John A. Rocco (June 25, 1936 – April 8, 2020) was an American Republican Party politician who served in the New Jersey General Assembly from 1980 to 1998, where he represented the 6th Legislative District. Rocco also served as Mayor of Cherry Hill, New Jersey.

==Biography==
Born in South Philadelphia, Rocco was accepted at the age of 6 into Girard College.

Rocco earned his undergraduate degree from West Chester College with a major in education, earned a master's degree in education from Villanova University and was awarded a Doctor of Education degree from Rutgers University. From 1964 to 1968, he was the principal of Woodcrest School, part of the Cherry Hill Public Schools. From 1968 to 1979, he was an associate professor at Camden County College, and then that school's director of continuing education. Rocco later became a professor at Rowan College.

==Elected office==
Rocco served as mayor of Cherry Hill from 1975 to 1977 and was a member of its township council from 1977 to 1979. He was a delegate to the Republican National Convention in 1980 and 1988. He was chosen to serve as a member of the National Commission for Employment Policy from 1983 to 1989. In 1979, Rocco was elected to the Assembly together with running mate Thomas J. Shusted, unseating Democratic incumbents Barbara Berman and Mary Keating Croce. In the Assembly, Rocco was the Assistant Minority Whip in 1984 and 1985, Speaker Pro Tempore from 1986 to 1989 and was the Deputy Speaker starting in 1992. He served as Chair of the Education Committee and as Vice Chair of the Joint Committee on Public Schools.

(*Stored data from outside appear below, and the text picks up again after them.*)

impl Storage {
    /// Open or create a database file.
    ///
    /// `busy_timeout` bounds how long a writer waits for another writer's
    /// transaction before failing with `SQLITE_BUSY`.
    pub fn open(path: impl AsRef<Path>, busy_timeout: Duration) -> Result<Self> {
        let conn = Connection::open(path)?;
        conn.busy_timeout(busy_timeout)?;
        let mut storage = Self { conn };
        storage.init()?;
        Ok(storage)
    }

    /// Create an in-memory database (for testing).
    pub fn in_memory() -> Result<Self> {
        let conn = Connection::open_in_memory()?;
        let mut storage = Self { conn };
        storage.init()?;
        Ok(storage)
    }

    fn init(&mut self) -> Result<()> {
        // WAL mode for concurrent readers
        self.conn.execute_batch("PRAGMA journal_mode=WAL;")?;
        self.conn.execute_batch("PRAGMA foreign_keys=ON;")?;

        self.conn.execute_batch(
            "
            CREATE TABLE IF NOT EXISTS databases (
                id              TEXT PRIMARY KEY,
                filename        TEXT NOT NULL,
                product_id      TEXT,
                total_records   INTEGER NOT NULL,
                uploaded_by     TEXT NOT NULL,
                uploaded_at     TEXT NOT NULL
            );

            CREATE TABLE IF NOT EXISTS records (
                id              TEXT PRIMARY KEY,
                database_id     TEXT NOT NULL REFERENCES databases(id) ON DELETE CASCADE,
                row_number      INTEGER NOT NULL,
                row_data        TEXT NOT NULL DEFAULT '{}',
                status          TEXT NOT NULL DEFAULT 'available',
                assigned_to     TEXT,
                request_id      TEXT,
                assigned_at     TEXT,
                updated_at      TEXT NOT NULL,
                UNIQUE (database_id, row_number)
            );

            CREATE INDEX IF NOT EXISTS idx_records_pool
                ON records(database_id, status, row_number);
            CREATE INDEX IF NOT EXISTS idx_records_status ON records(status);
            CREATE INDEX IF NOT EXISTS idx_records_request ON records(request_id)
                WHERE request_id IS NOT NULL;

            CREATE TABLE IF NOT EXISTS requests (
                id              TEXT PRIMARY KEY,
                database_id     TEXT NOT NULL REFERENCES databases(id) ON DELETE CASCADE,
                staff_id        TEXT NOT NULL,
                requested_count INTEGER NOT NULL CHECK (requested_count > 0),
                status          TEXT NOT NULL DEFAULT 'pending',
                created_at      TEXT NOT NULL,
                decided_at      TEXT,
                decided_by      TEXT
            );

            CREATE INDEX IF NOT EXISTS idx_requests_status ON requests(status, created_at);
            CREATE INDEX IF NOT EXISTS idx_requests_staff ON requests(staff_id, created_at);

            CREATE TABLE IF NOT EXISTS request_records (
                request_id      TEXT NOT NULL REFERENCES requests(id) ON DELETE CASCADE,
                record_id       TEXT NOT NULL REFERENCES records(id) ON DELETE CASCADE,
                PRIMARY KEY (request_id, record_id)
            );

            CREATE INDEX IF NOT EXISTS idx_request_records_record
                ON request_records(record_id);

            CREATE TABLE IF NOT EXISTS allocation_policy (
                id                      INTEGER PRIMARY KEY CHECK (id = 1),
                enabled                 INTEGER NOT NULL DEFAULT 0,
                max_records_per_request INTEGER CHECK (max_records_per_request > 0),
                updated_at              TEXT,
                updated_by              TEXT
            );

            CREATE TABLE IF NOT EXISTS events (
                seq         INTEGER PRIMARY KEY AUTOINCREMENT,
                timestamp   TEXT NOT NULL,
                kind        TEXT NOT NULL
            );
            ",
        )?;

        Ok(())
    }

    // -----------------------------------------------------------------------
    // Transactions
    // -----------------------------------------------------------------------

    /// Execute a closure within an immediate (write-locked) transaction.
    ///
    /// The transaction commits if the closure returns Ok, rolls back on Err.
    pub(crate) fn with_transaction<F, T>(&mut self, f: F) -> Result<T>
    where
        F: FnOnce(&mut TxContext) -> Result<T>,
    {
        let tx = self
            .conn
            .transaction_with_behavior(TransactionBehavior::Immediate)?;
        let mut ctx = TxContext { tx: &tx };
        let result = f(&mut ctx)?;
        tx.commit()?;
        Ok(result)
    }

    // -----------------------------------------------------------------------
    // Reads
    // -----------------------------------------------------------------------

    pub fn get_database(&self, id: DatabaseId) -> Result<Database> {
        get_database_on(&self.conn, id)
    }

    /// All databases, newest upload first.
    pub fn list_databases(&self) -> Result<Vec<Database>> {
        let mut stmt = self.conn.prepare(&format!(
            "SELECT {DATABASE_COLUMNS} FROM databases ORDER BY uploaded_at DESC, rowid DESC"
        ))?;
        let databases = stmt
            .query_map([], row_to_database)?
            .collect::<std::result::Result<Vec<_>, _>>()?;
        Ok(databases)
    }

    pub fn status_counts(&self, id: DatabaseId) -> Result<StatusCounts> {
        status_counts_on(&self.conn, id)
    }

    pub fn get_record(&self, id: RecordId) -> Result<Record> {
        get_record_on(&self.conn, id)
    }

    /// A page of a database's records in row order.
    pub fn database_records(&self, id: DatabaseId, filter: &RecordFilter) -> Result<Vec<Record>> {
        get_database_on(&self.conn, id)?;

        let limit = filter.limit.map(|l| l as i64).unwrap_or(-1);
        let mut stmt = self.conn.prepare(&format!(
            "SELECT {RECORD_COLUMNS} FROM records
             WHERE database_id = ?1 AND (?2 IS NULL OR status = ?2)
             ORDER BY row_number ASC
             LIMIT ?3 OFFSET ?4"
        ))?;
        let records = stmt
            .query_map(
                params![
                    id.to_string(),
                    filter.status.map(RecordStatus::as_str),
                    limit,
                    filter.offset as i64,
                ],
                row_to_record,
            )?
            .collect::<std::result::Result<Vec<_>, _>>()?;
        Ok(records)
    }

    pub fn records_with_status(
        &self,
        status: RecordStatus,
        database_id: Option<DatabaseId>,
    ) -> Result<Vec<Record>> {
        records_with_status_on(&self.conn, status, database_id)
    }

    pub fn get_request(&self, id: RequestId) -> Result<Request> {
        get_request_on(&self.conn, id)
    }

    pub fn list_requests(&self, filter: &RequestFilter) -> Result<Vec<Request>> {
        list_requests_on(&self.conn, filter)
    }

    pub fn request_record_ids(&self, id: RequestId) -> Result<Vec<RecordId>> {
        request_record_ids_on(&self.conn, id)
    }

    pub fn get_policy(&self) -> Result<AllocationPolicy> {
        get_policy_on(&self.conn)
    }

    /// Get events since a sequence number.
    pub fn get_events_since(&self, since_seq: u64) -> Result<Vec<Event>> {
        let mut stmt = self
            .conn
            .prepare("SELECT seq, timestamp, kind FROM events WHERE seq > ?1 ORDER BY seq ASC")?;

        let events = stmt
            .query_map(params![since_seq as i64], |row| {
                let kind_str: String = row.get(2)?;
                Ok(Event {
                    seq: row.get::<_, i64>(0)? as u64,
                    timestamp: parse_at(row, 1)?,
                    kind: serde_json::from_str(&kind_str)
                        .unwrap_or(EventKind::Unknown { raw: kind_str }),
                })
            })?
            .collect::<std::result::Result<Vec<_>, _>>()?;

        Ok(events)
    }
}
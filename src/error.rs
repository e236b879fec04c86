//! Error types for leadpool.
//!
//! Every variant is recoverable by the caller; none should bring the
//! process down.

use thiserror::Error;

use crate::model::{DatabaseId, RecordId, RecordStatus, RequestId, RequestStatus};

#[derive(Debug, Error)]
pub enum Error {
    #[error("not found: {0}")]
    NotFound(String),

    #[error(
        "insufficient available records in database {database_id}: requested {requested}, available {available}"
    )]
    InsufficientAvailable {
        database_id: DatabaseId,
        requested: u64,
        available: u64,
    },

    #[error("invalid transition for record {record_id}: {from} -> {to}")]
    InvalidTransition {
        record_id: RecordId,
        from: RecordStatus,
        to: RecordStatus,
    },

    #[error("request {request_id} already decided ({status})")]
    AlreadyDecided {
        request_id: RequestId,
        status: RequestStatus,
    },

    #[error("validation error: {0}")]
    Validation(String),

    #[error(
        "database {database_id} has outstanding records ({requested} requested, {assigned} assigned)"
    )]
    DatabaseInUse {
        database_id: DatabaseId,
        requested: u64,
        assigned: u64,
    },

    #[error("configuration error: {0}")]
    Config(String),

    #[error("storage error: {0}")]
    Storage(#[from] rusqlite::Error),

    #[error("I/O error: {0}")]
    Io(#[from] std::io::Error),

    #[error("JSON error: {0}")]
    Json(#[from] serde_json::Error),

    #[error("{0}")]
    Other(String),
}

pub type Result<T> = std::result::Result<T, Error>;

Legislation proposed by Rocco in 1996 would allow parents to opt out of public school requirements to wear school uniforms. In December 1997, Rocco introduced legislation in the Assembly that would ban public school students from selling candy and other fundraising items door to door, as well as prohibit programs that offered students incentives for higher sales figures. The bill, which would make New Jersey the second in the nation to implement such a ban, was proposed following the rape and Killing of Eddie Werner, an 11-year-old boy from Jackson Township who had been selling candy and wrapping paper to residents near his home. In 1997, Rocco lost to Democratic incumbent John Adler in the race for the New Jersey Senate by a margin of 53%-47%.

==Death==
Rocco died of respiratory failure on April 8, 2020, at a hospice in Voorhees Township, New Jersey.